Source records
____________

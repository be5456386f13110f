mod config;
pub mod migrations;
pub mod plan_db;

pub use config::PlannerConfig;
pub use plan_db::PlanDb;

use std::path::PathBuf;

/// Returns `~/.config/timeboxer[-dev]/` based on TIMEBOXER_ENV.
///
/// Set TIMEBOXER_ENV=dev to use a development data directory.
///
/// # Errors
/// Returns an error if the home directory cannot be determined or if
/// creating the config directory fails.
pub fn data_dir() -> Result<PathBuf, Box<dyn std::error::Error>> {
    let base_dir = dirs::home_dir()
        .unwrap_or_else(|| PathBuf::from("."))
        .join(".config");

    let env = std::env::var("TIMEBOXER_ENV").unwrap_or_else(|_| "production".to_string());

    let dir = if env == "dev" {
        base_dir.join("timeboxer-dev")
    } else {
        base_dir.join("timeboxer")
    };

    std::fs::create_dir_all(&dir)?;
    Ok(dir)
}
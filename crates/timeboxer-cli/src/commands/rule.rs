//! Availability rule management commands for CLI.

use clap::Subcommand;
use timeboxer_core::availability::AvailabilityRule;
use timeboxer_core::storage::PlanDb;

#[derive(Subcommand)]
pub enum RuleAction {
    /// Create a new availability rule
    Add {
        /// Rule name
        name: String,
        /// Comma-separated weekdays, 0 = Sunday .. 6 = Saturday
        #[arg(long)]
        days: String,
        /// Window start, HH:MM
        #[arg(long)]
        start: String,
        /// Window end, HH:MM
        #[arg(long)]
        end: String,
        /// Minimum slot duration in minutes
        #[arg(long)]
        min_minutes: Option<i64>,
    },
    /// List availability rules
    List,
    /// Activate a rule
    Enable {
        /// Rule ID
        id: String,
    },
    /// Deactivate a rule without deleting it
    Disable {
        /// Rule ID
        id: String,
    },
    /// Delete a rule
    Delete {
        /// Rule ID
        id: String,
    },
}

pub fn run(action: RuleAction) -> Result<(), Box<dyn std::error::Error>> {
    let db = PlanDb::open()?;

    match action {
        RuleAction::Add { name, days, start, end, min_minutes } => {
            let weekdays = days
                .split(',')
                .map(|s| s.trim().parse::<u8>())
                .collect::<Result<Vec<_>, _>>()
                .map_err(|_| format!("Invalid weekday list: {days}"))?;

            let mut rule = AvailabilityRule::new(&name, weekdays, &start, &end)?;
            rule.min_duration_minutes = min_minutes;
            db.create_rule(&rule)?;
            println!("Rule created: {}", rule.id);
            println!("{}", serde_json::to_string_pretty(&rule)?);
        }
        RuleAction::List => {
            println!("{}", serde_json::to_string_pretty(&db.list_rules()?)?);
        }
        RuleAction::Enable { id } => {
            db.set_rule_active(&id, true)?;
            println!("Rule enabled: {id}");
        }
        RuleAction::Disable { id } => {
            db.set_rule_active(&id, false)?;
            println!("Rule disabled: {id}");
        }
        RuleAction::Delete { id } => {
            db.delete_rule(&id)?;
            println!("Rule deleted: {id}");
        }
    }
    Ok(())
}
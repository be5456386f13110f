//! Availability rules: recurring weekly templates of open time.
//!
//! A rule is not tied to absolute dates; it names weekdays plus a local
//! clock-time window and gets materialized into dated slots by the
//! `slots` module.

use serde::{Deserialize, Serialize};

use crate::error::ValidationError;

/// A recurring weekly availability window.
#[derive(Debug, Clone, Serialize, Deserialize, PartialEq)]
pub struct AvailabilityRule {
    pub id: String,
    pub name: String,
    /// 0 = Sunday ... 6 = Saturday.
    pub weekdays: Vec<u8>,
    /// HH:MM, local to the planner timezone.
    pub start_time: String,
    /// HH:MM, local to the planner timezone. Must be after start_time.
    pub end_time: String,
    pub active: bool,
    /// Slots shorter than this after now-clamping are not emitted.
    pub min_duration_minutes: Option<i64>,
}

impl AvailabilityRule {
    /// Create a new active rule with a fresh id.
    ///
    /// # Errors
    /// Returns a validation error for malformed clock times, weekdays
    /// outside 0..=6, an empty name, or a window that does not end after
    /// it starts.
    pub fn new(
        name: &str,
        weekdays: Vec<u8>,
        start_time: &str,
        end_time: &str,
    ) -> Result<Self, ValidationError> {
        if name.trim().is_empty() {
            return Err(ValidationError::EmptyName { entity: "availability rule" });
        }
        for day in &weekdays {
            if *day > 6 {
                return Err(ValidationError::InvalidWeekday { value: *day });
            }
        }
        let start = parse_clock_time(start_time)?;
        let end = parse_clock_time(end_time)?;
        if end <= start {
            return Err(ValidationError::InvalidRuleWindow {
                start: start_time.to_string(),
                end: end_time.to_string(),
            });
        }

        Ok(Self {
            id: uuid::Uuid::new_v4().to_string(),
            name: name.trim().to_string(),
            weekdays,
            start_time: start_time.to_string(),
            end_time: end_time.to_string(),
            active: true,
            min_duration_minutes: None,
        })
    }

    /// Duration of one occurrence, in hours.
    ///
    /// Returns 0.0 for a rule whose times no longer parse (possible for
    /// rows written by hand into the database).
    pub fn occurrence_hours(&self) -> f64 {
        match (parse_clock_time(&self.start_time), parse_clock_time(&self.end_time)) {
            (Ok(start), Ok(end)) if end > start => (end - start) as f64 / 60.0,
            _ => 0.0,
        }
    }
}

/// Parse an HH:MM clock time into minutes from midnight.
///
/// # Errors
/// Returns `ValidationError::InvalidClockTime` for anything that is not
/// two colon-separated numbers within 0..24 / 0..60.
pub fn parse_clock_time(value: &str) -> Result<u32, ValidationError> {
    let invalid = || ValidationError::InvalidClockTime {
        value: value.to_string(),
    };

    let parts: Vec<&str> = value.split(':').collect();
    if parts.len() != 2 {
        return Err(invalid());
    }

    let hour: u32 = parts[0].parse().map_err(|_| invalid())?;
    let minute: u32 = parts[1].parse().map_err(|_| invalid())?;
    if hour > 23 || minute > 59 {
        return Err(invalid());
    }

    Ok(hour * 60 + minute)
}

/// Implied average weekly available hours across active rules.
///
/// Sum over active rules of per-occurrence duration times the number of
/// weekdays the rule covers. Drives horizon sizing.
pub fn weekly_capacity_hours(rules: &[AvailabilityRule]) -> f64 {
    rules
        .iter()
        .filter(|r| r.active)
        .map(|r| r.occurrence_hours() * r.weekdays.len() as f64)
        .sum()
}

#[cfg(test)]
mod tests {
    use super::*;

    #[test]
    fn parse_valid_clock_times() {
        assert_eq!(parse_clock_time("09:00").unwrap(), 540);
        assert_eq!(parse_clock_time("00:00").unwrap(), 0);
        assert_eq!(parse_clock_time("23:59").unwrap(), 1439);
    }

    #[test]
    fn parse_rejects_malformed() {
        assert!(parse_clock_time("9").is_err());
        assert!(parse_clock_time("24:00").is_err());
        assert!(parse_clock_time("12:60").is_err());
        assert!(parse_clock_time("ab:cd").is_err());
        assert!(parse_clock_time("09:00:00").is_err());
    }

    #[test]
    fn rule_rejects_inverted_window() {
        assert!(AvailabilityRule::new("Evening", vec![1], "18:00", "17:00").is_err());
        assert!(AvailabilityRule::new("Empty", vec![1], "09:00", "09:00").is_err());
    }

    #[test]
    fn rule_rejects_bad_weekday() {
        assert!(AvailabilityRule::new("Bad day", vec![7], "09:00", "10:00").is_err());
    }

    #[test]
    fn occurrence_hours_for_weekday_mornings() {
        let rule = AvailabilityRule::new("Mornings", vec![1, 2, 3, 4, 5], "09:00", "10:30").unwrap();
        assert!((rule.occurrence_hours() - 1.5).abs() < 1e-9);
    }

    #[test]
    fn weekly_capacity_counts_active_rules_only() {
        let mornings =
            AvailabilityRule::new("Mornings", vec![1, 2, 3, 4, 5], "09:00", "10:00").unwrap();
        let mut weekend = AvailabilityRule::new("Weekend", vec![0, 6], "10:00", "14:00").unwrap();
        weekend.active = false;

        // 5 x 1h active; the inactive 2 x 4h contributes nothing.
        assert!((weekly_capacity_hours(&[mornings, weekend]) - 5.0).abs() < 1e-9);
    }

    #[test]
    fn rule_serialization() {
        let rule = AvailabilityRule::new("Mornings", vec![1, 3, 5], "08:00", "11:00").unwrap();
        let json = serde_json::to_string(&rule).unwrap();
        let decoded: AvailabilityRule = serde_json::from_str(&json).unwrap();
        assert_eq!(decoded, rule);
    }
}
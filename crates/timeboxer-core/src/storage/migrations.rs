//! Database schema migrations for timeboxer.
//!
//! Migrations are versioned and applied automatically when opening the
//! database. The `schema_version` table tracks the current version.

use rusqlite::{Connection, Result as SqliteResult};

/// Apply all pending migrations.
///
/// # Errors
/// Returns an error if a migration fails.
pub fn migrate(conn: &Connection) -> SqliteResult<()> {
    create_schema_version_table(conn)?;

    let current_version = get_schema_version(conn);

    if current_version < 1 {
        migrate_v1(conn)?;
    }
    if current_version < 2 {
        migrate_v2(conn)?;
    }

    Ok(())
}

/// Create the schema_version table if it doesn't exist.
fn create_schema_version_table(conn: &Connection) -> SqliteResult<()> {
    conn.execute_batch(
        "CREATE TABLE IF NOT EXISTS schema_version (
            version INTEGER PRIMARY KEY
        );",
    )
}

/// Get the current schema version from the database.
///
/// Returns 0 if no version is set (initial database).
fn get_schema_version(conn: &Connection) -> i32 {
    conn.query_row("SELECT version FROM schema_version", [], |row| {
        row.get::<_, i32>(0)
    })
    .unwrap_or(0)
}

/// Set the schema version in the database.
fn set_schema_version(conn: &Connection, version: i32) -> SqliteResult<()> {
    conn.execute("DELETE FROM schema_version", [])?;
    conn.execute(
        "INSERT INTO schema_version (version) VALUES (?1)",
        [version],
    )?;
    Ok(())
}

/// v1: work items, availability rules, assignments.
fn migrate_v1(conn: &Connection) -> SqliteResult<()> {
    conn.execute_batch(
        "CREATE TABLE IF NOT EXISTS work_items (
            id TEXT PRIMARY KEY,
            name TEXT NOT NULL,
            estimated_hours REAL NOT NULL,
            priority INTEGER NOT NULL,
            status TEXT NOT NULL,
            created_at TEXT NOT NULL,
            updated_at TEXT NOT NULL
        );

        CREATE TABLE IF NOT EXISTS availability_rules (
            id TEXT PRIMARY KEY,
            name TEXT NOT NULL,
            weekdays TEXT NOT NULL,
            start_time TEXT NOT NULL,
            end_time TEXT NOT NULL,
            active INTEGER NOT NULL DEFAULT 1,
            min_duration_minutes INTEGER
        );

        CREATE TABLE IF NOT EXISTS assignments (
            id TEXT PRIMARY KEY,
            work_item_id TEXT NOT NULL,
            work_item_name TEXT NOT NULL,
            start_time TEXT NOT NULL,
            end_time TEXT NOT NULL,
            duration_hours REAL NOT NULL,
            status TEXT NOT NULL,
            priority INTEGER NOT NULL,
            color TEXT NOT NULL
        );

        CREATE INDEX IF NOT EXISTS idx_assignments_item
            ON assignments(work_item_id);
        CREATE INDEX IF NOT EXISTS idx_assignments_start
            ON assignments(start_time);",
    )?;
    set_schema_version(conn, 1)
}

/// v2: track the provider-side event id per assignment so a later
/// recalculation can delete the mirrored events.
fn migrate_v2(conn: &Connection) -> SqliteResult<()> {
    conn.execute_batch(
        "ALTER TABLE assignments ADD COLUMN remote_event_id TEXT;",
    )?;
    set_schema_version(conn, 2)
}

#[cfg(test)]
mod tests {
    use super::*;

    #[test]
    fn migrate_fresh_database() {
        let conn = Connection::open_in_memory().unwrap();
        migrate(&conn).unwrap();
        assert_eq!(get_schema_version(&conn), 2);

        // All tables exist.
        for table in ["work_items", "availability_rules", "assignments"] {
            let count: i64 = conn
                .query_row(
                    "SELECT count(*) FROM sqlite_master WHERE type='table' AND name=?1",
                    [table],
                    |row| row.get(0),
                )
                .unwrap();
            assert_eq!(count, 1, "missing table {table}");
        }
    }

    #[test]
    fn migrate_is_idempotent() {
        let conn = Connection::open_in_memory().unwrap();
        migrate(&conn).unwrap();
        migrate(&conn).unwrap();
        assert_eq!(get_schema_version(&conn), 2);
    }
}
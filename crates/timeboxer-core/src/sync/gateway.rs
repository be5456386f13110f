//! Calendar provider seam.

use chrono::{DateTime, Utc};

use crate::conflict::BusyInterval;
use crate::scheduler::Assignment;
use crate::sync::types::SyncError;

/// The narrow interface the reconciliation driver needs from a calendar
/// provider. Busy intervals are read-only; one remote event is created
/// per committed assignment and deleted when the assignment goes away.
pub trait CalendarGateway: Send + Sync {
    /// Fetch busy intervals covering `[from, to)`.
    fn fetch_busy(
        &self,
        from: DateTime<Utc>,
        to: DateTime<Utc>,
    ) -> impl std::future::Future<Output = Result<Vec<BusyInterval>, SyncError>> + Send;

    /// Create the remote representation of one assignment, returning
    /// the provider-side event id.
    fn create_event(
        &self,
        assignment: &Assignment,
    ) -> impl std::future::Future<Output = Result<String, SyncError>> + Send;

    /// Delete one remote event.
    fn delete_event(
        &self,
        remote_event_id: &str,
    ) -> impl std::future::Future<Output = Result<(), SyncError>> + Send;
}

____________

Above are the entries. Output exactly the lines beginning with the line that has "6 = Saturday." and ending with the line that has "are not emitted.".

    /// 0 = Sunday ... 6 = Saturday.
    pub weekdays: Vec<u8>,
    /// HH:MM, local to the planner timezone.
    pub start_time: String,
    /// HH:MM, local to the planner timezone. Must be after start_time.
    pub end_time: String,
    pub active: bool,
    /// Slots shorter than this after now-clamping are not emitted.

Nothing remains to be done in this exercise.